Но Андрей, еще сам не сознавая того, был поэтом, и библиотека, собранная пароходчиком, поражала его. Никогда еще он не видел столько книг. Высокие дубовые шкафы были заполнены книгами, пыльные фолианты валялись на полу, на шкафах, по углам. Каждая книга казалась Шурмину неисследованным миром, в любой заключен клад человеческой мудрости.

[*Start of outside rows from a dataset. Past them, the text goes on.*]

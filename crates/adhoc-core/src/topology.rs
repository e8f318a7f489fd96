//! Topology registry: owns every session and game.
//!
//! Games own their groups; groups and sessions refer to each other by
//! identifier only (`SessionId`, `ProductCode`, `GroupName`). All
//! creation and destruction goes through this type, which is what keeps
//! the cross-references consistent.

use std::net::Ipv4Addr;
use std::time::Instant;

use adhoc_protocol::{
    ChatMessage, GroupName, LoginRequest, Nickname, Opcode, ProductCode, ServerPacket,
};
use indexmap::IndexMap;
use tracing::info;

use crate::directory::ProductDirectory;
use crate::error::{Refusal, Violation};
use crate::game::Game;
use crate::messages::{LogoutReason, Output};
use crate::session::{Session, SessionId, SessionState};
use crate::snapshot::{GameSnapshot, GroupSnapshot, TopologySnapshot};

#[derive(Debug)]
pub struct Topology {
    sessions: IndexMap<SessionId, Session>,
    games: IndexMap<ProductCode, Game>,
    max_sessions: usize,
    /// Bumped on every structural change (sessions, games, groups).
    revision: u64,
}

impl Topology {
    pub fn new(max_sessions: usize) -> Self {
        Topology {
            sessions: IndexMap::new(),
            games: IndexMap::new(),
            max_sessions,
            revision: 0,
        }
    }

    // -------------------------------------------------------------------------
    // Accessors
    // -------------------------------------------------------------------------

    pub fn session(&self, id: SessionId) -> Option<&Session> {
        self.sessions.get(&id)
    }

    pub fn session_mut(&mut self, id: SessionId) -> Option<&mut Session> {
        self.sessions.get_mut(&id)
    }

    pub fn sessions(&self) -> impl Iterator<Item = &Session> {
        self.sessions.values()
    }

    pub fn session_ids(&self) -> Vec<SessionId> {
        self.sessions.keys().copied().collect()
    }

    pub fn session_count(&self) -> usize {
        self.sessions.len()
    }

    pub fn game(&self, code: &ProductCode) -> Option<&Game> {
        self.games.get(code)
    }

    pub fn games(&self) -> impl Iterator<Item = &Game> {
        self.games.values()
    }

    pub fn game_count(&self) -> usize {
        self.games.len()
    }

    pub fn revision(&self) -> u64 {
        self.revision
    }

    // -------------------------------------------------------------------------
    // Sessions
    // -------------------------------------------------------------------------

    /// Register a freshly accepted connection.
    pub fn create_session(
        &mut self,
        id: SessionId,
        ip: Ipv4Addr,
        now: Instant,
    ) -> Result<(), Refusal> {
        if self.sessions.len() >= self.max_sessions {
            return Err(Refusal::ServerFull);
        }
        if self.sessions.values().any(|s| s.ip == ip) {
            return Err(Refusal::DuplicateIp);
        }
        self.sessions.insert(id, Session::new(id, ip, now));
        self.revision += 1;
        Ok(())
    }

    /// Canonical code for `code`, creating an empty game for it if needed.
    pub fn resolve_or_create_game<D: ProductDirectory + ?Sized>(
        &mut self,
        code: ProductCode,
        directory: &mut D,
    ) -> ProductCode {
        let canonical = directory.resolve_canonical_product(code);
        if !self.games.contains_key(&canonical) {
            // Newest game first, as listed in the status report.
            self.games.shift_insert(0, canonical, Game::new(canonical));
            self.revision += 1;
        }
        canonical
    }

    /// Attach an already validated login to the session and count it as a
    /// player of its game.
    pub fn login<D: ProductDirectory + ?Sized>(
        &mut self,
        id: SessionId,
        request: &LoginRequest,
        directory: &mut D,
    ) -> Option<ProductCode> {
        if !self.sessions.contains_key(&id) {
            return None;
        }
        let code = self.resolve_or_create_game(request.product, directory);
        let game = self.games.get_mut(&code)?;
        game.add_player();

        let session = self.sessions.get_mut(&id)?;
        session.mac = request.mac;
        session.nickname = request.nickname;
        session.game = Some(code);
        self.revision += 1;

        info!("{} started playing {}", session, code);
        Some(code)
    }

    /// Log a session out: leave its group, release its game and drop it.
    ///
    /// Ends with `Output::Close` for the session. Unknown ids yield
    /// nothing.
    pub fn destroy_session(&mut self, id: SessionId, reason: LogoutReason) -> Vec<Output> {
        if !self.sessions.contains_key(&id) {
            return Vec::new();
        }

        let mut out = self.unlink_from_group(id);

        if let Some(session) = self.sessions.shift_remove(&id) {
            if let Some(code) = session.game {
                if let Some(game) = self.games.get_mut(&code) {
                    game.remove_player();
                    if game.player_count() == 0 {
                        self.games.shift_remove(&code);
                    }
                }
                info!("{} stopped playing {}", session, code);
            }
            info!("dropped connection {} from {} ({})", id, session.ip, reason);
        }
        self.revision += 1;

        out.push(Output::close(id, reason));
        out
    }

    // -------------------------------------------------------------------------
    // Groups
    // -------------------------------------------------------------------------

    /// Join (or found) `name` under the session's game.
    ///
    /// Existing members are walked newest to oldest; each one is told about
    /// the joiner and the joiner is told about it. The joiner then gets the
    /// host address: its own for a new group, otherwise the founder's.
    pub fn join_group(&mut self, id: SessionId, name: GroupName) -> Result<Vec<Output>, Violation> {
        let session = self.sessions.get(&id).ok_or(Violation::NotGrouped)?;
        if session.is_grouped() {
            return Err(Violation::AlreadyGrouped);
        }
        let code = session.game.ok_or(Violation::UnexpectedOpcode {
            state: SessionState::Waiting,
            opcode: Opcode::Connect as u8,
        })?;
        if !name.is_valid() {
            return Err(Violation::InvalidGroupName);
        }
        let joined = ServerPacket::PeerJoined {
            nickname: session.nickname,
            mac: session.mac,
            ip: session.ip,
        };
        let mut host = session.mac;

        let game = self
            .games
            .get_mut(&code)
            .ok_or(Violation::InvalidLogin)?;
        let group = game.group_or_create(&name);

        let mut out = Vec::with_capacity(group.member_count() * 2 + 1);
        for member_id in group.members() {
            let Some(member) = self.sessions.get(&member_id) else {
                continue;
            };
            out.push(Output::send(member_id, joined.clone()));
            out.push(Output::send(
                id,
                ServerPacket::PeerJoined {
                    nickname: member.nickname,
                    mac: member.mac,
                    ip: member.ip,
                },
            ));
            host = member.mac;
        }
        group.push_front(id);

        if let Some(session) = self.sessions.get_mut(&id) {
            session.group = Some(name);
            info!("{} joined {} group {}", session, code, name);
        }
        self.revision += 1;

        out.push(Output::send(id, ServerPacket::ConnectBssid { host }));
        Ok(out)
    }

    /// Leave the current group, notifying the members that remain.
    pub fn leave_group(&mut self, id: SessionId) -> Result<Vec<Output>, Violation> {
        match self.sessions.get(&id) {
            Some(s) if s.is_grouped() => Ok(self.unlink_from_group(id)),
            _ => Err(Violation::NotGrouped),
        }
    }

    fn unlink_from_group(&mut self, id: SessionId) -> Vec<Output> {
        let Some(session) = self.sessions.get_mut(&id) else {
            return Vec::new();
        };
        let (Some(code), Some(name)) = (session.game, session.group.take()) else {
            return Vec::new();
        };
        let ip = session.ip;
        info!("{} left {} group {}", session, code, name);

        let Some(game) = self.games.get_mut(&code) else {
            return Vec::new();
        };
        let mut remaining = Vec::new();
        if let Some(group) = game.group_mut(&name) {
            group.remove(id);
            remaining.extend(group.members());
            if group.is_empty() {
                game.remove_group(&name);
            }
        }
        self.revision += 1;

        remaining
            .into_iter()
            .map(|member| Output::send(member, ServerPacket::PeerLeft { ip }))
            .collect()
    }

    /// One row per group of the caller's game, then `ScanComplete`.
    pub fn scan(&self, id: SessionId) -> Result<Vec<Output>, Violation> {
        let session = self.sessions.get(&id).ok_or(Violation::NotGrouped)?;
        if session.is_grouped() {
            return Err(Violation::AlreadyGrouped);
        }

        let mut out = Vec::new();
        if let Some(game) = session.game.and_then(|code| self.games.get(&code)) {
            for group in game.groups() {
                let host = group
                    .founder()
                    .and_then(|f| self.sessions.get(&f))
                    .map(|f| f.mac)
                    .unwrap_or_default();
                out.push(Output::send(
                    id,
                    ServerPacket::ScanEntry {
                        group: *group.name(),
                        host,
                    },
                ));
            }
            info!(
                "{} requested information on {} {} groups",
                session,
                game.group_count(),
                game.product()
            );
        }
        out.push(Output::send(id, ServerPacket::ScanComplete));
        Ok(out)
    }

    /// Relay a chat line to every other member of the sender's group.
    pub fn chat(&self, id: SessionId, message: ChatMessage) -> Result<Vec<Output>, Violation> {
        let session = self.sessions.get(&id).ok_or(Violation::NotGrouped)?;
        let (Some(code), Some(name)) = (session.game, session.group) else {
            return Err(Violation::NotGrouped);
        };
        let Some(group) = self.games.get(&code).and_then(|g| g.group(&name)) else {
            return Err(Violation::NotGrouped);
        };

        let packet = ServerPacket::Chat {
            sender: session.nickname,
            message,
        };
        let out: Vec<Output> = group
            .members()
            .filter(|&m| m != id)
            .map(|m| Output::send(m, packet.clone()))
            .collect();

        info!(
            "{} sent \"{}\" to {} players in {} group {}",
            session,
            message,
            out.len(),
            code,
            name
        );
        Ok(out)
    }

    /// Server notice to every grouped session, with an empty sender.
    pub fn broadcast_notice(&self, message: ChatMessage) -> Vec<Output> {
        if self.sessions.is_empty() {
            return Vec::new();
        }
        let packet = ServerPacket::Chat {
            sender: Nickname::EMPTY,
            message,
        };
        self.games
            .values()
            .flat_map(|game| game.groups())
            .flat_map(|group| group.members())
            .map(|m| Output::send(m, packet.clone()))
            .collect()
    }

    // -------------------------------------------------------------------------
    // Reporting
    // -------------------------------------------------------------------------

    pub fn snapshot<D: ProductDirectory + ?Sized>(&self, directory: &D) -> TopologySnapshot {
        let games = self
            .games
            .values()
            .map(|game| GameSnapshot {
                product: *game.product(),
                name: directory
                    .display_name(game.product())
                    .unwrap_or_else(|| game.product().to_string()),
                player_count: game.player_count(),
                groups: game
                    .groups()
                    .iter()
                    .map(|group| GroupSnapshot {
                        name: *group.name(),
                        members: group
                            .members()
                            .filter_map(|m| self.sessions.get(&m))
                            .map(|s| s.nickname.to_string())
                            .collect(),
                    })
                    .collect(),
            })
            .collect();

        TopologySnapshot {
            user_count: self.sessions.len(),
            games,
        }
    }

    /// Verify every cross-reference. Returns the first inconsistency.
    pub fn check_invariants(&self) -> Result<(), String> {
        for (code, game) in &self.games {
            let players = self
                .sessions
                .values()
                .filter(|s| s.game.as_ref() == Some(code))
                .count();
            if game.player_count() != players {
                return Err(format!(
                    "game {}: player_count {} but {} sessions reference it",
                    code,
                    game.player_count(),
                    players
                ));
            }
            if game.player_count() == 0 {
                return Err(format!("game {} has no players", code));
            }
            for group in game.groups() {
                if group.is_empty() {
                    return Err(format!("game {}: empty group {}", code, group.name()));
                }
                for member in group.members() {
                    let Some(s) = self.sessions.get(&member) else {
                        return Err(format!("group {}: unknown member {}", group.name(), member));
                    };
                    if s.group.as_ref() != Some(group.name()) || s.game.as_ref() != Some(code) {
                        return Err(format!(
                            "group {}: member {} points elsewhere",
                            group.name(),
                            member
                        ));
                    }
                }
            }
        }

        for s in self.sessions.values() {
            match (s.game, s.group) {
                (None, Some(_)) => return Err(format!("session {} grouped without a game", s.id)),
                (Some(code), group) => {
                    let Some(game) = self.games.get(&code) else {
                        return Err(format!("session {}: missing game {}", s.id, code));
                    };
                    if let Some(name) = group {
                        if !game.group(&name).is_some_and(|g| g.contains(s.id)) {
                            return Err(format!("session {}: not listed in group {}", s.id, name));
                        }
                    }
                }
                (None, None) => {}
            }
            if self.sessions.values().filter(|o| o.ip == s.ip).count() > 1 {
                return Err(format!("duplicate ip {}", s.ip));
            }
        }
        Ok(())
    }
}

Он осторожно трогал переплеты, сдувал пыль, расправлял помятые страницы. Шуршание страниц, особый запах книжного тлена, клея, типографской краски, порыжевшие рисунки радостно волновали юношу. В дверь сердито застучали, Андрей поспешил на стук.

— Чево заперся? Золото нашел, что ли? — спросил Дериглазов, входя в библиотеку.

За ним вошли Чевырев и Шпагин; начальник штаба, бросив на столик связку бумаг, холодно взглянул на Шурмина.

— Мы тут делами кое-какими займемся, — сообщил Дериглазов, садясь на венский стул и широко расставляя ноги.

— А где начдив? — спросил Шпагин.

— В Дом народных собраний ушел. Сегодня должна состояться встреча со Штернбергом.

— А что, борода уже приехала? — усмехнулся Дериглазов.

— Слушай, друг сердешный, — недовольно сказал Чевырев. — Член Реввоенсовета тебе не борода, Штернберг еще и небесный ученый, это же понимать надо! Я при профессоре плюнуть боюсь, а ты — эй, борода! Как делишки, борода! Нехорошо!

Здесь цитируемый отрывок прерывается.